Le contraste entre le Nicaragua et les pays précédents est assez marquant. Si le Honduras était également très pauvre, on y trouvait tout de même des petites tiendas en bord de route avec de la musique beaucoup trop forte, des stands de nourriture où l’on pouvait se ravitailler en eau potable et probablement les meilleurs tortillas d’Amérique centrales, larges et souples, certainement à base d’un mélange de farines de blé et maïs. Au Nicaragua, rien de tout ça. Traverser cette frontière c’est un peu comme voyager dans le temps : moins de voitures, plus de chevaux. Et plus tellement de ces petits stands de nourriture variés que l’on trouvait depuis le Mexique, et qui ponctuaient d’un peu de fraicheur et de divertissement la monotonie torride de la panaméricaine.

Changement de point de vue : la route depuis la cabine du camion qui nous a pris en stop

Noël à León

Notre première étape est León, ville coloniale un peu délabrée et chaotique. Pour la petite anecdote, la capitale du Nicaragua a souvent changé jusqu’au milieu du 19e siècle, entre León (préférée par les progressistes) et Granada (préférée par les conservateurs). Pour mettre les deux camps d’accord, il fut décider de fonder Managua à mi-chemin entre les deux, qui est toujours la capitale actuellement. À León on sent le poids de l’histoire récente : c’est d’ici que sont parties les révolutions et l’on retrouve le même genre de propagande révolutionnaire qu’à Cuba, le même mélange d’architecture coloniale et soviétique, deux styles qui me plaisent pour leur côté grandiloquent et un peu anachronique.

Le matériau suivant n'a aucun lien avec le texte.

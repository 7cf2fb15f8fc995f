//! Authentication extractors.
//!
//! - [`BearerToken`]: raw token from `Authorization: Bearer <token>`
//! - [`SessionUser`]: verified caller as an [`Actor`], role read from the
//!   profile store (no profile means a standard user)
//! - [`RequireAdmin`]: a [`SessionUser`] whose role is admin
//!
//! ```rust,ignore
//! async fn register(session: SessionUser, ...) -> Result<..., AppError> {
//!     state.ledger.register(&session.actor, event_id).await?;
//! }
//!
//! async fn create_event(RequireAdmin(admin): RequireAdmin, ...) -> Result<..., AppError> {
//!     state.catalog.create_event(&admin.actor, new_event).await?;
//! }
//! ```

use super::jwt::AuthError;
use crate::server::state::AppState;
use axum::{async_trait, extract::FromRequestParts, http::request::Parts};
use seatledger_core::error::LedgerError;
use seatledger_core::types::{Actor, Role, UserId};
use seatledger_web::AppError;

/// Bearer token extracted from `Authorization: Bearer <token>` header.
#[derive(Debug, Clone)]
pub struct BearerToken(pub String);

#[async_trait]
impl<S> FromRequestParts<S> for BearerToken
where
    S: Send + Sync,
{
    type Rejection = AppError;

    async fn from_request_parts(parts: &mut Parts, _state: &S) -> Result<Self, Self::Rejection> {
        let header = parts
            .headers
            .get(axum::http::header::AUTHORIZATION)
            .and_then(|value| value.to_str().ok())
            .ok_or(AuthError::MissingToken)?;

        let token = header
            .strip_prefix("Bearer ")
            .map(str::trim)
            .filter(|token| !token.is_empty())
            .ok_or(AuthError::MalformedHeader)?;

        Ok(Self(token.to_string()))
    }
}

/// Authenticated caller.
#[derive(Debug, Clone, Copy)]
pub struct SessionUser {
    /// Caller identity and role, passed into every service call
    pub actor: Actor,
}

impl SessionUser {
    /// The caller's user id.
    #[must_use]
    pub const fn user_id(&self) -> UserId {
        self.actor.user_id
    }
}

#[async_trait]
impl FromRequestParts<AppState> for SessionUser {
    type Rejection = AppError;

    async fn from_request_parts(
        parts: &mut Parts,
        state: &AppState,
    ) -> Result<Self, Self::Rejection> {
        if let Some(session) = parts.extensions.get::<Self>() {
            return Ok(*session);
        }

        let BearerToken(token) = BearerToken::from_request_parts(parts, state).await?;
        let user_id = state.jwt.verify(&token)?;

        let role = state
            .profiles
            .get_profile(user_id)
            .await
            .map_err(LedgerError::from)?
            .map_or(Role::Standard, |profile| profile.role);

        let session = Self {
            actor: Actor { user_id, role },
        };
        tracing::debug!(user_id = %user_id, role = role.as_str(), "Session authenticated");
        parts.extensions.insert(session);
        Ok(session)
    }
}

/// Authenticated caller with the admin role.
#[derive(Debug, Clone, Copy)]
pub struct RequireAdmin(pub SessionUser);

#[async_trait]
impl FromRequestParts<AppState> for RequireAdmin {
    type Rejection = AppError;

    async fn from_request_parts(
        parts: &mut Parts,
        state: &AppState,
    ) -> Result<Self, Self::Rejection> {
        let session = SessionUser::from_request_parts(parts, state).await?;
        if session.actor.is_admin() {
            Ok(Self(session))
        } else {
            tracing::warn!(user_id = %session.user_id(), "Admin route refused");
            Err(LedgerError::AdminOnly.into())
        }
    }
}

Nous arrivons en pleine période de Noël et comme partout depuis le Guatemala, les rues sont décorées de flocons géants, de sapins enneigés et de pauvres pères Noël qui doivent mourir de chaud dans leurs vêtements d’hiver. La place centrale se couvre de stands de jouets en plastiques multicolores et de nourriture « festive » : poulet frites, raspados (glace pilée mélangée avec de la confiture et du dulce de leche), coca-cola, chocobananos (banane congelée trempée dans une sauce au chocolat et saupoudrée de morceaux de cacahuètes) et de plantains frits. Niveau nourriture, ce n’est pas aussi pire que Cuba mais ça reste très pauvre et simple. On trouve aussi des stands de fruits « exotiques » : pommes, poires et raisins, importés d’Europe, des Etats-Unis ou du Chili. Des produits de luxe ici : une unique pomme coûte l’équivalent de plusieurs kilos de bananes. Ça nous rappelle les histoires de nos anciens, qui recevaient une orange d’Espagne ou d’Italie à Noël, fruits exotiques à l’époque et qui nous paraissent tellement proches aujourd’hui.

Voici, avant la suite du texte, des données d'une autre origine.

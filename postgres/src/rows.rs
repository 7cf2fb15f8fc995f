//! Row types and their conversion into domain types.

use chrono::{DateTime, Utc};
use seatledger_core::error::StoreError;
use seatledger_core::types::{
    Availability, Event, EventId, Feedback, FeedbackId, Profile, Rating, Registration,
    RegistrationId, RegistrationStatus, RegistrationWithEvent, Role, UserId,
};
use uuid::Uuid;

/// Columns selected for an event, in [`EventRow`] order.
pub(crate) const EVENT_COLUMNS: &str = "id, title, description, location, event_date, created_at, \
     total_seats, available_seats, image_url, creator_id";

#[derive(Debug, sqlx::FromRow)]
pub(crate) struct EventRow {
    pub id: Uuid,
    pub title: String,
    pub description: String,
    pub location: String,
    pub event_date: DateTime<Utc>,
    pub created_at: DateTime<Utc>,
    pub total_seats: i32,
    pub available_seats: i32,
    pub image_url: Option<String>,
    pub creator_id: Uuid,
}

impl TryFrom<EventRow> for Event {
    type Error = StoreError;

    fn try_from(row: EventRow) -> Result<Self, Self::Error> {
        Ok(Self {
            id: EventId::from_uuid(row.id),
            title: row.title,
            description: row.description,
            location: row.location,
            event_date: row.event_date,
            created_at: row.created_at,
            total_seats: seats(row.total_seats, row.id)?,
            available_seats: seats(row.available_seats, row.id)?,
            image_url: row.image_url,
            creator_id: UserId::from_uuid(row.creator_id),
        })
    }
}

#[derive(Debug, sqlx::FromRow)]
pub(crate) struct AvailabilityRow {
    pub id: Uuid,
    pub total_seats: i32,
    pub available_seats: i32,
}

impl TryFrom<AvailabilityRow> for Availability {
    type Error = StoreError;

    fn try_from(row: AvailabilityRow) -> Result<Self, Self::Error> {
        Ok(Self {
            event_id: EventId::from_uuid(row.id),
            total_seats: seats(row.total_seats, row.id)?,
            available_seats: seats(row.available_seats, row.id)?,
        })
    }
}

#[derive(Debug, sqlx::FromRow)]
pub(crate) struct RegistrationRow {
    pub id: Uuid,
    pub event_id: Uuid,
    pub user_id: Uuid,
    pub registration_date: DateTime<Utc>,
    pub status: String,
}

impl TryFrom<RegistrationRow> for Registration {
    type Error = StoreError;

    fn try_from(row: RegistrationRow) -> Result<Self, Self::Error> {
        let status = match row.status.as_str() {
            "confirmed" => RegistrationStatus::Confirmed,
            other => {
                return Err(StoreError::Corrupt(format!(
                    "registration {} has unknown status {other}",
                    row.id
                )));
            }
        };
        Ok(Self {
            id: RegistrationId::from_uuid(row.id),
            event_id: EventId::from_uuid(row.event_id),
            user_id: UserId::from_uuid(row.user_id),
            registered_at: row.registration_date,
            status,
        })
    }
}

/// A registration joined with its event.
#[derive(Debug, sqlx::FromRow)]
pub(crate) struct RegistrationEventRow {
    pub registration_id: Uuid,
    pub registration_user_id: Uuid,
    pub registration_date: DateTime<Utc>,
    pub registration_status: String,
    #[sqlx(flatten)]
    pub event: EventRow,
}

impl TryFrom<RegistrationEventRow> for RegistrationWithEvent {
    type Error = StoreError;

    fn try_from(row: RegistrationEventRow) -> Result<Self, Self::Error> {
        let registration = Registration::try_from(RegistrationRow {
            id: row.registration_id,
            event_id: row.event.id,
            user_id: row.registration_user_id,
            registration_date: row.registration_date,
            status: row.registration_status,
        })?;
        Ok(Self {
            registration,
            event: Event::try_from(row.event)?,
        })
    }
}

#[derive(Debug, sqlx::FromRow)]
pub(crate) struct FeedbackRow {
    pub id: Uuid,
    pub event_id: Uuid,
    pub user_id: Uuid,
    pub rating: i16,
    pub comment: String,
    pub created_at: DateTime<Utc>,
}

impl TryFrom<FeedbackRow> for Feedback {
    type Error = StoreError;

    fn try_from(row: FeedbackRow) -> Result<Self, Self::Error> {
        let rating = u8::try_from(row.rating)
            .ok()
            .and_then(Rating::new)
            .ok_or_else(|| {
                StoreError::Corrupt(format!("feedback {} has rating {}", row.id, row.rating))
            })?;
        Ok(Self {
            id: FeedbackId::from_uuid(row.id),
            event_id: EventId::from_uuid(row.event_id),
            user_id: UserId::from_uuid(row.user_id),
            rating,
            comment: row.comment,
            created_at: row.created_at,
        })
    }
}

#[derive(Debug, sqlx::FromRow)]
pub(crate) struct ProfileRow {
    pub id: Uuid,
    pub email: String,
    pub full_name: String,
    pub role: String,
    pub created_at: DateTime<Utc>,
}

impl From<ProfileRow> for Profile {
    fn from(row: ProfileRow) -> Self {
        Self {
            id: UserId::from_uuid(row.id),
            email: row.email,
            full_name: row.full_name,
            role: Role::parse(&row.role),
            created_at: row.created_at,
        }
    }
}

fn seats(value: i32, event_id: Uuid) -> Result<u32, StoreError> {
    u32::try_from(value)
        .map_err(|_| StoreError::Corrupt(format!("event {event_id} has seat count {value}")))
}

/// Convert a seat count for binding.
pub(crate) fn seats_param(value: u32) -> Result<i32, StoreError> {
    i32::try_from(value)
        .map_err(|_| StoreError::Corrupt(format!("seat count {value} exceeds i32::MAX")))
}
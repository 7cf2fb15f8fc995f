//! Registration endpoints.
//!
//! - POST /api/events/:id/registrations - Claim a seat
//! - DELETE /api/registrations/:id - Give the seat back
//! - GET /api/me/registrations?filter=&search= - The caller's events
//!
//! All require authentication.

use super::{ApiPath, ApiQuery};
use crate::auth::SessionUser;
use crate::server::state::AppState;
use axum::{Json, extract::State, http::StatusCode};
use seatledger_core::types::{
    EventId, Registration, RegistrationFilter, RegistrationId, RegistrationWithEvent,
};
use seatledger_web::AppError;
use serde::Deserialize;

/// Query parameters for listing the caller's registrations.
#[derive(Debug, Default, Deserialize)]
pub struct MyRegistrationsQuery {
    /// `all` (default), `upcoming` or `past`
    #[serde(default)]
    pub filter: RegistrationFilter,
    /// Matches event title or location
    pub search: Option<String>,
}

/// Register the caller for an event.
///
/// Distinguishes 409 `SOLD_OUT`, 409 `ALREADY_REGISTERED`,
/// 409 `EVENT_ALREADY_STARTED` and 404 `EVENT_NOT_FOUND`.
///
/// ```bash
/// curl -X POST http://localhost:8080/api/events/550e8400-.../registrations \
///   -H "Authorization: Bearer <token>"
/// ```
pub async fn register(
    State(state): State<AppState>,
    session: SessionUser,
    ApiPath(event_id): ApiPath<EventId>,
) -> Result<(StatusCode, Json<Registration>), AppError> {
    let registration = state.ledger.register(&session.actor, event_id).await?;
    Ok((StatusCode::CREATED, Json(registration)))
}

/// Cancel one of the caller's registrations.
///
/// A repeated cancel reports 404 `REGISTRATION_NOT_FOUND` and changes nothing.
pub async fn cancel(
    State(state): State<AppState>,
    session: SessionUser,
    ApiPath(registration_id): ApiPath<RegistrationId>,
) -> Result<StatusCode, AppError> {
    state.ledger.cancel(&session.actor, registration_id).await?;
    Ok(StatusCode::NO_CONTENT)
}

/// The caller's registrations with their events, newest first.
pub async fn my_registrations(
    State(state): State<AppState>,
    session: SessionUser,
    ApiQuery(query): ApiQuery<MyRegistrationsQuery>,
) -> Result<Json<Vec<RegistrationWithEvent>>, AppError> {
    let search = query
        .search
        .as_deref()
        .map(str::trim)
        .filter(|s| !s.is_empty());
    let registrations = state
        .catalog
        .my_registrations(&session.actor, query.filter, search)
        .await?;
    Ok(Json(registrations))
}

Cette petite pause urbaine et festive après notre traversée du Salvador et du Honduras nous motive à avancer. Nous avions prévu de faire un peu de tourisme au Nicaragua, mais les villes sont trop proches les unes des autres et après quatre jours à León nous avons juste envie d’avancer. Nous décidons de tracer directement vers Ometepe, au sud du pays, île enchanteresse au milieu du lac Nicaragua dont tout le monde nous parle. Granada et les volcans seront pour un autre séjour.

Ometepe

Ometepe vue depuis le volcan Maderas

Ometepe, comme son nom l’indique (« deux montagnes » en nahuatl) est composée de deux volcans côte à côte au milieu du lac Nicaragua, troisième plus grand lac d’Amérique Latine. Sa forme rappelle au choix le chiffre 8, ou de manière plus poétique, le symbole de l’infini, puisque le temps y est encore cyclique, s’écoulant au rythme immuable des jours et des saisons. Une forme qui évoque également le yin et le yang et rappelle l’équilibre qui règne ici : un volcan de feu et un volcan d’eau, un versant frais et exposé au vent du large et un autre chaud et abrité, aux couchers de soleils magnifiques. On rejoint Ometepe après une traversée d’une heure en ferry depuis Rivas. Et comme souvent avec les îles et bien que l’on ne s’en rende généralement pas compte lors du voyage aller, cette traversée fait l’effet d’un changement de dimension. Le temps passe à un rythme différent. Les voitures étant pratiquement absentes, tout est plus lent, au rythme des chevaux, de la marche, des vélos et du bus brinquebalant qui passe deux fois par jour.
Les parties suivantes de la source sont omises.